Desjà d’un chaud despit sa poitrine est atteinte,
Et maint jaloux penser le fait pallir de crainte ;
Autant de traits qu’il voit, autant de clous ardans
Amour fiche en son cœur, qui s’enfoncent dedans.
Encor il ne sçait pas que tout cecy veut dire ;
Toutesfois il fremit, et dans l’ame il soupire,
Puis il se reconforte, et de tout ce qu’il voit
Il s’efforce de croire autrement qu’il ne croit.

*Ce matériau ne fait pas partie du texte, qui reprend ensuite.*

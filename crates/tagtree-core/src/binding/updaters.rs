//! Writers for every non-content updater.

use std::collections::BTreeMap;

use super::Updater;
use crate::dom::Handle;
use crate::error::{Result, TagtreeError};
use crate::value::Value;

/// Writes `value` through `updater`. `previous` is the value last written
/// by the same binding.
pub(super) fn apply(
    node: &Handle,
    updater: &Updater,
    value: &Value,
    previous: Option<&Value>,
) -> Result<()> {
    match updater {
        Updater::Attribute { name } => attribute(node, name, value),
        Updater::Toggle { name } => {
            node.toggle_attribute(name, value.is_truthy())?;
            Ok(())
        }
        Updater::Property { name, expando } => {
            if *expando {
                node.set_expando(name, value.clone())?;
            } else {
                node.set_property(name, value.clone())?;
            }
            Ok(())
        }
        Updater::Listener { event } => listener(node, event, value, previous),
        Updater::Ref => node_ref(node, value),
        Updater::Aria => prefixed_map(node, "aria", value, previous, aria_attribute),
        Updater::Data => prefixed_map(node, "data", value, previous, data_attribute),
        Updater::Class => class(node, value),
        Updater::Style => style(node, value),
        Updater::Reflect { name } => reflect(node, name, value),
        Updater::Handler { name } => {
            node.set_property(name, value.clone())?;
            Ok(())
        }
        Updater::Text => {
            node.set_text_content(&value.to_text())?;
            Ok(())
        }
        // content holes are driven by their slot
        Updater::Content => Ok(()),
    }
}

fn invalid(binding: &'static str, value: &Value) -> TagtreeError {
    TagtreeError::InvalidBindingValue {
        binding,
        found: value.type_name(),
    }
}

fn attribute(node: &Handle, name: &str, value: &Value) -> Result<()> {
    match value {
        v if v.is_nullish() => {
            node.remove_attribute(name);
        }
        Value::Bool(_) | Value::Number(_) | Value::Str(_) | Value::List(_) => {
            node.set_attribute(name, &value.to_text())?;
        }
        other => return Err(invalid("attribute", other)),
    }
    Ok(())
}

fn listener(node: &Handle, event: &str, value: &Value, previous: Option<&Value>) -> Result<()> {
    if !matches!(value, Value::Listener(_)) && !value.is_nullish() {
        return Err(invalid("event listener", value));
    }
    if let Some(Value::Listener(old)) = previous {
        node.remove_event_listener(event, old);
    }
    if let Value::Listener(listener) = value {
        node.add_event_listener(event, listener)?;
    }
    Ok(())
}

fn node_ref(node: &Handle, value: &Value) -> Result<()> {
    match value {
        Value::Ref(target) => {
            target.attach(node);
            Ok(())
        }
        v if v.is_nullish() => Ok(()),
        other => Err(invalid("ref", other)),
    }
}

fn aria_attribute(key: &str) -> String {
    if key == "role" {
        key.to_string()
    } else {
        format!("aria-{}", key.to_ascii_lowercase())
    }
}

/// `fooBar` becomes `data-foo-bar`.
fn data_attribute(key: &str) -> String {
    let mut name = String::with_capacity(key.len() + 8);
    name.push_str("data-");
    for ch in key.chars() {
        if ch.is_ascii_uppercase() {
            name.push('-');
            name.push(ch.to_ascii_lowercase());
        } else {
            name.push(ch);
        }
    }
    name
}

/// Keys dropped since the previous map lose their attribute; null entries
/// remove theirs; changed entries are rewritten.
fn prefixed_map(
    node: &Handle,
    binding: &'static str,
    value: &Value,
    previous: Option<&Value>,
    attribute_name: fn(&str) -> String,
) -> Result<()> {
    let next: Option<&BTreeMap<String, Value>> = match value {
        Value::Map(map) => Some(map.as_ref()),
        v if v.is_nullish() => None,
        other => return Err(invalid(binding, other)),
    };
    let previous = previous.and_then(Value::as_map);

    if let Some(previous) = previous {
        for key in previous.keys() {
            if next.is_none_or(|next| !next.contains_key(key)) {
                node.remove_attribute(&attribute_name(key));
            }
        }
    }

    for (key, entry) in next.into_iter().flatten() {
        let name = attribute_name(key);
        if entry.is_nullish() {
            node.remove_attribute(&name);
        } else if previous.and_then(|previous| previous.get(key)) != Some(entry)
            || !node.has_attribute(&name)
        {
            node.set_attribute(&name, &entry.to_text())?;
        }
    }
    Ok(())
}

fn class(node: &Handle, value: &Value) -> Result<()> {
    let names = match value {
        v if v.is_nullish() => {
            node.remove_attribute("class");
            return Ok(());
        }
        Value::Bool(_) | Value::Number(_) | Value::Str(_) => value.to_text(),
        Value::List(items) => items
            .iter()
            .filter(|item| item.is_truthy())
            .map(Value::to_text)
            .collect::<Vec<_>>()
            .join(" "),
        Value::Map(map) => map
            .iter()
            .filter(|(_, on)| on.is_truthy())
            .map(|(name, _)| name.as_str())
            .collect::<Vec<_>>()
            .join(" "),
        other => return Err(invalid("class", other)),
    };
    node.set_attribute("class", &names)?;
    Ok(())
}

fn style(node: &Handle, value: &Value) -> Result<()> {
    let css = match value {
        v if v.is_nullish() => {
            node.remove_attribute("style");
            return Ok(());
        }
        Value::Str(_) | Value::Number(_) | Value::Bool(_) => value.to_text(),
        Value::Map(map) => map
            .iter()
            .filter(|(_, declaration)| !declaration.is_nullish())
            .map(|(property, declaration)| format!("{}: {};", property, declaration.to_text()))
            .collect::<Vec<_>>()
            .join(" "),
        other => return Err(invalid("style", other)),
    };
    node.set_attribute("style", &css)?;
    Ok(())
}

fn reflect(node: &Handle, name: &str, value: &Value) -> Result<()> {
    node.set_property(name, value.clone())?;
    if value.is_nullish() && node.is_state_property(name) {
        // a nulled state property falls back to its attribute, so both go
        node.clear_property(name);
        node.remove_attribute(name);
    }
    Ok(())
}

Il feint mille discours et pense à l'avanture
Que quelque autre Angelique a fait cette escriture ;
Puis il connoist la lettre et voit qu’il se deçoit,
Mais une autre esperance aussi-tost il conçoit.
« Hors de moy, ce dit-il, penser qui me devore !
Je connoy maintenant que celle que j’adore
(Amour en soit loué) m’aime parfaitement,
M’ayant sous un Medor déguisé finement ;
Car je suis ce Medor et connoy que ma dame,
En déguisant mon nom, veut déguiser sa flame. »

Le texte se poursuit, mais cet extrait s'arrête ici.